In the readings for Tuesday of the 34th Week of the Year, both Daniel and Jesus speak of the destruction that is upon nations and empires of this world. Daniel spoke to the people of his time and indicated that the Jewish people would suffer from four oppressive kingdoms, which though unnamed we now know as Babylon, Persia, Greece, and Rome. Each of these kingdoms would eventually fall. The only sure kingdom is one that Daniel describes:
the God of heaven will set up a kingdom that shall never be destroyed or delivered up to another people; rather, it shall break in pieces all these kingdoms and put an end to them, and it shall stand forever (Daniel 2:44).
Jesus takes up the theme in His Mount Olivet discourse, warning that the Temple so admired by the Apostles so admired was going to be destroyed and that the hopes of the restoration of a Jewish nation and political power were mistaken.
All that you see here—the days will come when there will not be left a stone upon another stone that will not be thrown down (Luke 21:6).
The Temple and the Jewish nation were not so much being destroyed as being replaced. Jesus Himself is the Temple of the New Covenant and the nation is His Body the Church.

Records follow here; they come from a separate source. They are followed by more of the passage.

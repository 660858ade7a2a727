//! Communication with the outside world

pub mod email_addresses;
pub mod mailer;
//! Uptime handler

use axum::{extract::State, Json};
use chrono::Utc;
use serde::{Deserialize, Serialize};
use utoipa::ToSchema;

use crate::{
    domain::submissions::SubmissionService, infrastructure::http::state::AppState,
};

/// The uptime response
#[derive(Debug, Serialize, Deserialize, ToSchema)]
pub struct UptimeResponse {
    /// The uptime of the application in seconds
    #[schema(example = 123)]
    pub uptime: i64,
}

/// Get the uptime of the application
#[utoipa::path(
    get,
    operation_id = "uptime",
    tag = "System",
    path = "/api/uptime",
    responses(
        (status = 200, description = "Uptime response", body = UptimeResponse),
    )
)]
pub async fn handler<S: SubmissionService>(
    State(state): State<AppState<S>>,
) -> Json<UptimeResponse> {
    let uptime = Utc::now().timestamp() - state.start_time.timestamp();

    Json(UptimeResponse { uptime })
}
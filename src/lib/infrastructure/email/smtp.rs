//! SMTP email service implementation

use std::{error::Error as StdError, fmt, io};

use async_trait::async_trait;
use clap::{Parser, ValueEnum};
use lettre::{
    message::{Mailbox, MultiPart},
    transport::smtp::{authentication::Credentials, Error as SmtpError},
    AsyncSmtpTransport, AsyncTransport, Message as Email, Tokio1Executor,
};
use tracing::{debug, error};

use crate::domain::communication::{
    email_addresses::EmailAddress,
    mailer::{Mailer, MailerError, Message},
};

/// How the session with the relay is secured
#[derive(Clone, Copy, Debug, Default, PartialEq, Eq, ValueEnum)]
pub enum TlsMode {
    /// TLS from the first byte (SMTPS, usually port 465)
    #[default]
    Wrapper,

    /// Plaintext connection upgraded with a mandatory STARTTLS
    Starttls,

    /// No encryption. Only for local relays.
    None,
}

/// SMTP configuration
#[derive(Clone, Parser)]
pub struct SmtpConfig {
    /// The SMTP relay host
    #[clap(long = "smtp-server", env = "SMTP_SERVER")]
    pub host: String,

    /// The SMTP relay port
    #[clap(long = "smtp-port", env = "SMTP_PORT", value_parser = clap::value_parser!(u16).range(1..))]
    pub port: u16,

    /// The sender email address, also used to log in to the relay
    #[clap(long = "sender-email", env = "SENDER_EMAIL")]
    pub sender: EmailAddress,

    /// The sender password
    #[clap(long = "sender-password", env = "SENDER_PASSWORD", hide_env_values = true)]
    pub password: String,

    /// How the connection to the relay is secured
    #[clap(long = "smtp-tls", env = "SMTP_TLS", value_enum, default_value = "wrapper")]
    pub tls: TlsMode,
}

impl fmt::Debug for SmtpConfig {
    fn fmt(&self, f: &mut fmt::Formatter<'_>) -> fmt::Result {
        f.debug_struct("SmtpConfig")
            .field("host", &self.host)
            .field("port", &self.port)
            .field("sender", &self.sender)
            .field("password", &"********")
            .field("tls", &self.tls)
            .finish()
    }
}

/// SMTP mailer
#[derive(Debug, Clone)]
pub struct SmtpMailer {
    config: SmtpConfig,
}

impl SmtpMailer {
    /// Create a new SMTP mailer
    pub fn new(config: SmtpConfig) -> Self {
        Self { config }
    }

    /// Builds a transport for a single send.
    ///
    /// The connection is opened when sending and closed when the transport
    /// is dropped.
    pub fn transport(&self) -> Result<AsyncSmtpTransport<Tokio1Executor>, SmtpError> {
        let creds = Credentials::new(self.config.sender.to_string(), self.config.password.clone());

        let relay = match self.config.tls {
            TlsMode::Wrapper => AsyncSmtpTransport::<Tokio1Executor>::relay(&self.config.host)?,
            TlsMode::Starttls => {
                AsyncSmtpTransport::<Tokio1Executor>::starttls_relay(&self.config.host)?
            }
            TlsMode::None => {
                AsyncSmtpTransport::<Tokio1Executor>::builder_dangerous(&self.config.host)
            }
        };

        Ok(relay.port(self.config.port).credentials(creds).build())
    }

    fn email(&self, message: &Message) -> Result<Email, MailerError> {
        let from = message.from.as_ref().unwrap_or(&self.config.sender);

        let email = Email::builder()
            .from(Mailbox::new(None, from.address().clone()))
            .to(Mailbox::new(None, message.to.address().clone()))
            .subject(message.subject.clone())
            .multipart(MultiPart::alternative_plain_html(
                message.plain_body.clone(),
                message.html_body.clone(),
            ))?;

        Ok(email)
    }

    fn report(&self, err: &SmtpError) -> MailerError {
        let classified = classify(err, &self.config.host, self.config.port);

        match &classified {
            MailerError::AuthenticationFailure => error!(
                kind = classified.kind(),
                error = %err,
                "SMTP authentication failed, check SENDER_EMAIL and SENDER_PASSWORD"
            ),
            MailerError::ConnectionLost { host, port } => error!(
                kind = classified.kind(),
                error = %err,
                "SMTP server disconnected, check the server address and port ({host}:{port})"
            ),
            MailerError::Unclassified(_) => error!(
                kind = classified.kind(),
                error = %err,
                "unexpected error while sending email"
            ),
        }

        classified
    }
}

#[async_trait]
impl Mailer for SmtpMailer {
    async fn send_email(&self, message: &Message) -> Result<(), MailerError> {
        let email = self.email(message)?;
        let transport = self.transport().map_err(|err| self.report(&err))?;

        debug!(
            host = %self.config.host,
            port = self.config.port,
            tls = ?self.config.tls,
            to = %message.to,
            "sending email"
        );

        match transport.send(email).await {
            Ok(response) => {
                debug!(code = %response.code(), "relay accepted the email");
                Ok(())
            }
            Err(err) => Err(self.report(&err)),
        }
    }
}

/// Maps a transport error to a [`MailerError`].
///
/// `530`, `534`, `535` and `538` replies are credential rejections, as is any
/// other `4xx`/`5xx` reply that names authentication (a relay answering `AUTH`
/// with `454` or `504`). A `421` reply, a stream closed mid-response or a reset
/// socket mean the relay went away.
pub fn classify(err: &SmtpError, host: &str, port: u16) -> MailerError {
    let connection_lost = || MailerError::ConnectionLost {
        host: host.to_string(),
        port,
    };

    if let Some(code) = err.status() {
        match code.to_string().as_str() {
            "530" | "534" | "535" | "538" => return MailerError::AuthenticationFailure,
            "421" => return connection_lost(),
            _ if names_authentication(err) => return MailerError::AuthenticationFailure,
            _ => {}
        }
    }

    if is_disconnect(err) {
        return connection_lost();
    }

    MailerError::Unclassified(err.to_string())
}

fn names_authentication(err: &SmtpError) -> bool {
    err.to_string().to_ascii_lowercase().contains("auth")
}

fn is_disconnect(err: &SmtpError) -> bool {
    // lettre reports an EOF while waiting for a reply as a response error
    if err.is_response() {
        return err.to_string().contains("incomplete response");
    }

    let mut source: Option<&(dyn StdError + 'static)> = Some(err);

    while let Some(current) = source {
        if let Some(io_err) = current.downcast_ref::<io::Error>() {
            if matches!(
                io_err.kind(),
                io::ErrorKind::ConnectionReset
                    | io::ErrorKind::ConnectionAborted
                    | io::ErrorKind::BrokenPipe
                    | io::ErrorKind::UnexpectedEof
                    | io::ErrorKind::NotConnected
            ) {
                return true;
            }
        }

        source = current.source();
    }

    // fallback for an EOF surfaced under another error kind
    err.to_string().contains("incomplete response")
}
#![warn(missing_docs)]
//! # pepper-core
//!
//! ## Purpose
//! Defines the pure data model and URL helpers shared across the `pepper`
//! workspace.
//!
//! ## Responsibilities
//! - Model the gateway-reported [`ClientState`] and session record
//!   ([`GatewayStatus`]).
//! - Extract gateway parameters from the captive-portal redirect query string.
//! - Resolve the gateway JSON API root from host/port/ssl settings.
//! - Serialize query parameters for transports and redact secrets from URIs
//!   before they reach logs.
//!
//! ## Data flow
//! Redirect query string -> [`extract_redirect_params`] -> host/port hints ->
//! [`resolve_base_url`] -> session driver issues [`GatewayEndpoint`] calls and
//! stores each decoded [`GatewayStatus`] wholesale.
//!
//! ## Ownership and lifetimes
//! Every decoded value owns its strings and JSON sub-trees so a session record
//! can be replaced in one assignment without borrowing transport buffers.
//!
//! ## Error model
//! Malformed gateway payloads and unparsable URLs return [`CoreError`]. Query
//! extraction never fails; bad input yields an empty map.
//!
//! ## Security and privacy notes
//! Session and accounting sub-records are opaque pass-through data. Use
//! [`redact_uri`] before logging any URI that may carry credentials.
//!
//! ## Example
//! ```rust
//! use pepper_core::{ClientState, resolve_base_url};
//!
//! let base = resolve_base_url(Some("10.1.0.1"), Some(3990), false);
//! assert_eq!(base.as_deref(), Some("http://10.1.0.1:3990/json/"));
//! assert_eq!(ClientState::from(1), ClientState::Auth);
//! ```

use std::collections::BTreeMap;
use std::fmt;

use serde::{Deserialize, Serialize};
use serde_json::{Map, Value};
use thiserror::Error;
use url::Url;
use url::form_urlencoded;

/// Path segment appended to the gateway origin to reach the JSON interface.
pub const JSON_API_PATH: &str = "/json/";

/// Redirect query key that wraps the gateway's own parameters.
pub const LOGIN_URL_KEY: &str = "loginurl";

/// Query keys whose values are replaced by [`redact_uri`].
pub const SENSITIVE_QUERY_KEYS: [&str; 3] = ["password", "response", "chap"];

/// Flat gateway parameter map extracted from the redirect query string.
pub type RedirectParams = BTreeMap<String, String>;

/// Authentication phase reported by the gateway for the current client.
#[derive(Debug, Clone, Copy, PartialEq, Eq, Hash, Default, Serialize, Deserialize)]
#[serde(from = "i64", into = "i64")]
pub enum ClientState {
    /// State has not been reported yet, or the code is not recognized.
    #[default]
    Unknown,
    /// Client is not authenticated.
    NotAuth,
    /// Client is authenticated and has network access.
    Auth,
    /// Authentication was submitted and awaits a verdict.
    AuthPending,
    /// Client is authenticated but must see a splash page first.
    AuthSplash,
}

impl ClientState {
    /// Returns the integer code used on the wire.
    pub fn code(self) -> i64 {
        match self {
            Self::Unknown => -1,
            Self::NotAuth => 0,
            Self::Auth => 1,
            Self::AuthPending => 2,
            Self::AuthSplash => 3,
        }
    }

    /// Returns the canonical upper-case name (`AUTH`, `NOT_AUTH`, ...).
    pub fn name(self) -> &'static str {
        match self {
            Self::Unknown => "UNKNOWN",
            Self::NotAuth => "NOT_AUTH",
            Self::Auth => "AUTH",
            Self::AuthPending => "AUTH_PENDING",
            Self::AuthSplash => "AUTH_SPLASH",
        }
    }
}

impl From<i64> for ClientState {
    fn from(code: i64) -> Self {
        match code {
            0 => Self::NotAuth,
            1 => Self::Auth,
            2 => Self::AuthPending,
            3 => Self::AuthSplash,
            _ => Self::Unknown,
        }
    }
}

impl From<ClientState> for i64 {
    fn from(state: ClientState) -> Self {
        state.code()
    }
}

impl fmt::Display for ClientState {
    fn fmt(&self, f: &mut fmt::Formatter<'_>) -> fmt::Result {
        write!(f, "{}({})", self.name(), self.code())
    }
}

/// Session record as last reported by the gateway.
///
/// Only `clientState` and `challenge` are interpreted; everything else is kept
/// verbatim so callers see exactly what the gateway sent.
#[derive(Debug, Clone, Default, PartialEq, Serialize, Deserialize)]
pub struct GatewayStatus {
    /// Gateway JSON interface version.
    #[serde(default, skip_serializing_if = "Option::is_none")]
    pub version: Option<String>,
    /// Current authentication phase.
    #[serde(rename = "clientState", default)]
    pub client_state: ClientState,
    /// Hex challenge, present while the client is not authenticated.
    #[serde(default, skip_serializing_if = "Option::is_none")]
    pub challenge: Option<String>,
    /// Opaque session sub-record.
    #[serde(default, skip_serializing_if = "Option::is_none")]
    pub session: Option<Value>,
    /// Opaque accounting sub-record.
    #[serde(default, skip_serializing_if = "Option::is_none")]
    pub accounting: Option<Value>,
    /// Any other fields (`location`, `redir`, ...).
    #[serde(flatten)]
    pub extra: Map<String, Value>,
}

impl GatewayStatus {
    /// Decodes a gateway JSON response.
    ///
    /// # Errors
    /// Returns [`CoreError::InvalidStatus`] when the value is not an object or
    /// a known field has the wrong type.
    pub fn from_value(value: Value) -> Result<Self, CoreError> {
        if !value.is_object() {
            return Err(CoreError::InvalidStatus(
                "gateway response is not a JSON object".to_string(),
            ));
        }

        serde_json::from_value(value).map_err(|error| CoreError::InvalidStatus(error.to_string()))
    }

    /// Returns the challenge when it is present and non-empty.
    pub fn usable_challenge(&self) -> Option<&str> {
        self.challenge
            .as_deref()
            .map(str::trim)
            .filter(|challenge| !challenge.is_empty())
    }

    /// Returns `true` when the gateway reports an authenticated client.
    pub fn is_authenticated(&self) -> bool {
        self.client_state == ClientState::Auth
    }
}

/// Endpoints exposed by the gateway JSON interface.
#[derive(Debug, Clone, Copy, PartialEq, Eq)]
pub enum GatewayEndpoint {
    /// Current session state and challenge.
    Status,
    /// Credential submission.
    Logon,
    /// Session termination.
    Logoff,
}

impl GatewayEndpoint {
    /// Path segment relative to the API base URL.
    pub fn path(self) -> &'static str {
        match self {
            Self::Status => "status",
            Self::Logon => "logon",
            Self::Logoff => "logoff",
        }
    }

    /// Joins the endpoint onto a base URL produced by [`resolve_base_url`].
    pub fn uri(self, base_url: &str) -> String {
        format!("{base_url}{}", self.path())
    }
}

/// Query parameters attached to one transport call.
#[derive(Debug, Clone, PartialEq, Eq, Default)]
pub enum QueryParams {
    /// No query string at all.
    #[default]
    None,
    /// Pre-serialized query string, used verbatim.
    Raw(String),
    /// Key/value pairs serialized with form encoding, in order.
    Pairs(Vec<(String, String)>),
}

impl QueryParams {
    /// Builds ordered pairs from borrowed keys and values.
    pub fn pairs<'a>(pairs: impl IntoIterator<Item = (&'a str, &'a str)>) -> Self {
        Self::Pairs(
            pairs
                .into_iter()
                .map(|(key, value)| (key.to_string(), value.to_string()))
                .collect(),
        )
    }

    /// Serializes into a query string, or `None` when there is nothing to send.
    pub fn serialize(&self) -> Option<String> {
        match self {
            Self::None => None,
            Self::Raw(raw) => Some(raw.clone()),
            Self::Pairs(pairs) => {
                let mut serializer = form_urlencoded::Serializer::new(String::new());
                for (key, value) in pairs {
                    serializer.append_pair(key, value);
                }
                Some(serializer.finish())
            }
        }
    }

    /// Looks up the first value stored under `key` in a `Pairs` query.
    pub fn get(&self, key: &str) -> Option<&str> {
        match self {
            Self::Pairs(pairs) => pairs
                .iter()
                .find(|(candidate, _)| candidate == key)
                .map(|(_, value)| value.as_str()),
            _ => None,
        }
    }
}

/// Appends serialized query parameters to `uri`.
///
/// # Semantics
/// - `QueryParams::None` leaves the URI untouched.
/// - Otherwise the query is joined with `?`, or with `&` when the URI already
///   carries a query string.
pub fn append_query(uri: &str, query: &QueryParams) -> String {
    let Some(serialized) = query.serialize() else {
        return uri.to_string();
    };

    let separator = match uri.find('?') {
        None => "?",
        Some(_) if uri.ends_with('?') || uri.ends_with('&') => "",
        Some(_) => "&",
    };

    format!("{uri}{separator}{serialized}")
}

/// Merges `pairs` into the query of an absolute URL, keeping existing pairs.
///
/// # Errors
/// Returns [`CoreError::InvalidUrl`] when `base` is not an absolute URL.
pub fn merge_query<'a>(
    base: &str,
    pairs: impl IntoIterator<Item = (&'a str, &'a str)>,
) -> Result<String, CoreError> {
    let mut url = Url::parse(base).map_err(|error| CoreError::InvalidUrl(format!("{base}: {error}")))?;
    url.query_pairs_mut().extend_pairs(pairs);
    Ok(url.into())
}

/// Extracts gateway parameters from a captive-portal redirect query string.
///
/// The gateway nests its parameters inside a URL-encoded `loginurl` value.
/// A leading `?` is ignored. When the decoded `loginurl` is a full URL, only
/// the part after its first `?` is parsed.
///
/// # Returns
/// An empty map when the input is absent, empty, or has no `loginurl` key.
pub fn extract_redirect_params(query: Option<&str>) -> RedirectParams {
    let Some(query) = query else {
        return RedirectParams::new();
    };
    let query = query.strip_prefix('?').unwrap_or(query);
    if query.is_empty() {
        return RedirectParams::new();
    }

    let Some(login_url) = form_urlencoded::parse(query.as_bytes())
        .find(|(key, _)| key == LOGIN_URL_KEY)
        .map(|(_, value)| value.into_owned())
    else {
        return RedirectParams::new();
    };

    let nested = match login_url.split_once('?') {
        Some((_, nested)) => nested,
        None => login_url.as_str(),
    };

    let mut params = RedirectParams::new();
    for (key, value) in form_urlencoded::parse(nested.as_bytes()) {
        params
            .entry(key.into_owned())
            .or_insert_with(|| value.into_owned());
    }
    params
}

/// Resolves the gateway JSON API root.
///
/// # Semantics
/// - Produces `{scheme}://{host}[:{port}]/json/`.
/// - With `ssl == true` the port is always omitted.
/// - A port of `0` is treated as absent.
///
/// # Returns
/// `None` when `host` is absent or blank; callers must treat that as a fatal
/// configuration error.
pub fn resolve_base_url(host: Option<&str>, port: Option<u16>, ssl: bool) -> Option<String> {
    let host = host.map(str::trim).filter(|host| !host.is_empty())?;
    let scheme = if ssl { "https" } else { "http" };

    match port.filter(|port| !ssl && *port != 0) {
        Some(port) => Some(format!("{scheme}://{host}:{port}{JSON_API_PATH}")),
        None => Some(format!("{scheme}://{host}{JSON_API_PATH}")),
    }
}

/// Replaces credential-bearing query values with `<redacted>`.
///
/// Works on any string; the part before the first `?` is kept as-is.
pub fn redact_uri(uri: &str) -> String {
    let Some((prefix, query)) = uri.split_once('?') else {
        return uri.to_string();
    };

    let mut serializer = form_urlencoded::Serializer::new(String::new());
    for (key, value) in form_urlencoded::parse(query.as_bytes()) {
        let sensitive = SENSITIVE_QUERY_KEYS
            .iter()
            .any(|candidate| key.eq_ignore_ascii_case(candidate));
        if sensitive {
            serializer.append_pair(&key, "<redacted>");
        } else {
            serializer.append_pair(&key, &value);
        }
    }

    format!("{prefix}?{}", serializer.finish())
}

/// Error type for core model decoding and URL handling.
#[derive(Debug, Error)]
pub enum CoreError {
    /// Gateway payload could not be decoded into [`GatewayStatus`].
    #[error("invalid gateway status: {0}")]
    InvalidStatus(String),
    /// A URL could not be parsed.
    #[error("invalid url: {0}")]
    InvalidUrl(String),
}
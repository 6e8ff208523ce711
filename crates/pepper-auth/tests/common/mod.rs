//! Shared fixtures for session driver integration tests.

#![allow(dead_code)]

use std::collections::{HashMap, VecDeque};
use std::sync::{Arc, Mutex};
use std::time::Duration;

use pepper_auth::{
    GatewayTransport, ManualClock, Pepper, PepperOptions, SecurityWarningSink, TransportError,
    TransportRequest,
};
use pepper_core::QueryParams;
use serde_json::{Value, json};

/// Challenge served by the fake gateway's first `status` answer.
pub const CHALLENGE: &str = "f3a2c156428029ae0f18da67cff02bbc";

/// Challenge served after a logoff.
pub const NEXT_CHALLENGE: &str = "8561b644a9c14dbcdea738991cd4a0c9";

/// One call observed by [`ScriptedGateway`].
#[derive(Debug, Clone)]
pub struct RecordedCall {
    /// Last path segment of the URI (`status`, `logon`, ...).
    pub route: String,
    /// URI as handed to the transport.
    pub uri: String,
    /// Query parameters as handed to the transport.
    pub query: QueryParams,
    /// Full request target.
    pub target: String,
    /// Per-call timeout.
    pub timeout: Duration,
}

impl RecordedCall {
    /// Looks up a query value, checking both `query` pairs and the URI query.
    pub fn param(&self, key: &str) -> Option<String> {
        if let Some(value) = self.query.get(key) {
            return Some(value.to_string());
        }
        let (_, raw) = self.uri.split_once('?')?;
        url::form_urlencoded::parse(raw.as_bytes())
            .find(|(candidate, _)| candidate == key)
            .map(|(_, value)| value.into_owned())
    }
}

/// In-memory gateway that answers per route from scripted queues.
///
/// The last scripted answer for a route is sticky and repeats forever.
#[derive(Debug, Default)]
pub struct ScriptedGateway {
    routes: Mutex<HashMap<String, VecDeque<Result<Value, TransportError>>>>,
    calls: Mutex<Vec<RecordedCall>>,
}

impl ScriptedGateway {
    pub fn new() -> Arc<Self> {
        Arc::new(Self::default())
    }

    /// Queues one answer for `route`.
    pub fn respond(&self, route: &str, answer: Result<Value, TransportError>) -> &Self {
        self.routes
            .lock()
            .expect("routes lock should work")
            .entry(route.to_string())
            .or_default()
            .push_back(answer);
        self
    }

    /// Drops any queued answers for `route` and scripts `answer` instead.
    pub fn reset(&self, route: &str, answer: Result<Value, TransportError>) -> &Self {
        self.routes
            .lock()
            .expect("routes lock should work")
            .insert(route.to_string(), VecDeque::from([answer]));
        self
    }

    /// Every call seen so far, in order.
    pub fn calls(&self) -> Vec<RecordedCall> {
        self.calls.lock().expect("calls lock should work").clone()
    }

    /// Calls seen for one route.
    pub fn calls_to(&self, route: &str) -> Vec<RecordedCall> {
        self.calls()
            .into_iter()
            .filter(|call| call.route == route)
            .collect()
    }

    /// Route sequence, e.g. `["status", "logon"]`.
    pub fn routes_called(&self) -> Vec<String> {
        self.calls().into_iter().map(|call| call.route).collect()
    }
}

impl GatewayTransport for ScriptedGateway {
    fn call(&self, request: &TransportRequest<'_>) -> Result<Value, TransportError> {
        let path = request.uri.split('?').next().unwrap_or_default();
        let route = path.rsplit('/').next().unwrap_or_default().to_string();

        self.calls
            .lock()
            .expect("calls lock should work")
            .push(RecordedCall {
                route: route.clone(),
                uri: request.uri.to_string(),
                query: request.query.clone(),
                target: request.target(),
                timeout: request.timeout,
            });

        let mut routes = self.routes.lock().expect("routes lock should work");
        let Some(queue) = routes.get_mut(&route) else {
            return Err(TransportError::Network(format!("no route scripted for {route}")));
        };
        if queue.len() > 1 {
            return queue.pop_front().expect("queue is non-empty");
        }
        queue
            .front()
            .cloned()
            .unwrap_or_else(|| Err(TransportError::Network(format!("{route} exhausted"))))
    }
}

/// Warning sink that keeps every message.
#[derive(Debug, Default)]
pub struct RecordingWarnings {
    messages: Mutex<Vec<String>>,
}

impl RecordingWarnings {
    pub fn messages(&self) -> Vec<String> {
        self.messages.lock().expect("warnings lock should work").clone()
    }
}

impl SecurityWarningSink for RecordingWarnings {
    fn warn(&self, message: &str) {
        self.messages
            .lock()
            .expect("warnings lock should work")
            .push(message.to_string());
    }
}

/// `status` answer for an unauthenticated client.
pub fn status_not_auth(challenge: &str) -> Value {
    json!({
        "version": "1.0",
        "clientState": 0,
        "challenge": challenge,
        "location": { "name": "My HotSpot" },
        "redir": {
            "originalURL": "http:///",
            "redirectionURL": "",
            "logoutURL": "http://10.137.220.129:3990/logoff",
            "ipAddress": "10.137.220.131",
            "macAddress": "C8-E0-EB-16-89-87"
        }
    })
}

/// `logon` / `status` answer for an authenticated client.
pub fn status_auth() -> Value {
    json!({
        "version": "1.0",
        "clientState": 1,
        "session": {
            "sessionid": "54b7c4b200000004",
            "userName": "test",
            "startTime": 1421940977,
            "terminateTime": 0,
            "idleTimeout": 300
        },
        "accounting": {
            "sessionTime": 1,
            "idleTime": 0,
            "inputOctets": 1234,
            "outputOctets": 234,
            "inputGigawords": 0,
            "outputGigawords": 0,
            "viewPoint": "client"
        }
    })
}

/// `logoff` answer.
pub fn status_logged_off() -> Value {
    json!({
        "version": "1.0",
        "clientState": 0,
        "challenge": NEXT_CHALLENGE,
        "session": {
            "sessionid": "54b7c4b200000004",
            "userName": "test",
            "startTime": 1421940977,
            "terminateTime": 0,
            "idleTimeout": 0
        }
    })
}

/// Options pointing at the local fake gateway.
pub fn local_options() -> PepperOptions {
    PepperOptions {
        host: Some("localhost".to_string()),
        port: Some(5000),
        ..PepperOptions::default()
    }
}

/// Local options with an auto-refresh interval.
pub fn local_options_with_interval(interval_ms: u64) -> PepperOptions {
    PepperOptions {
        interval_ms: Some(interval_ms),
        ..local_options()
    }
}

/// Gateway scripted for one successful CHAP logon.
pub fn gateway_accepting_logon() -> Arc<ScriptedGateway> {
    let gateway = ScriptedGateway::new();
    gateway
        .respond("status", Ok(status_not_auth(CHALLENGE)))
        .respond("logon", Ok(status_auth()))
        .respond("logoff", Ok(status_logged_off()));
    gateway
}

/// Builds a driver over `gateway` with a manual clock at t=0.
pub fn driver(
    gateway: &Arc<ScriptedGateway>,
    options: PepperOptions,
) -> (Pepper, Arc<ManualClock>, Arc<RecordingWarnings>) {
    let clock = Arc::new(ManualClock::new(0));
    let warnings = Arc::new(RecordingWarnings::default());
    let pepper = Pepper::with_collaborators(
        options,
        gateway.clone(),
        clock.clone(),
        warnings.clone(),
    )
    .expect("driver should build");
    (pepper, clock, warnings)
}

The message of these readings is clear enough: earthly nations and powers come and go, but the Kingdom of God is forever. Though the gates (i.e., powers) of this world and Hell itself would seek to destroy Christ and His Church, they will never prevail. Put not your trust in princes, in mortal men in whom there is no salvation (Psalm 146:3).
Yes, nations, cultures, and civilizations go through cycles. Over time, many civilizations and cultures have risen and then fallen. We who live in painful times like these do well to recall this. Cultures and civilizations come and go; only the Church (although often in need of reform) and true biblical culture remain. An old song says, “Only what you do for Christ will last.” Yes, all else passes; the Church is like an ark in the passing waters of this world and in the floodwaters of times such as these.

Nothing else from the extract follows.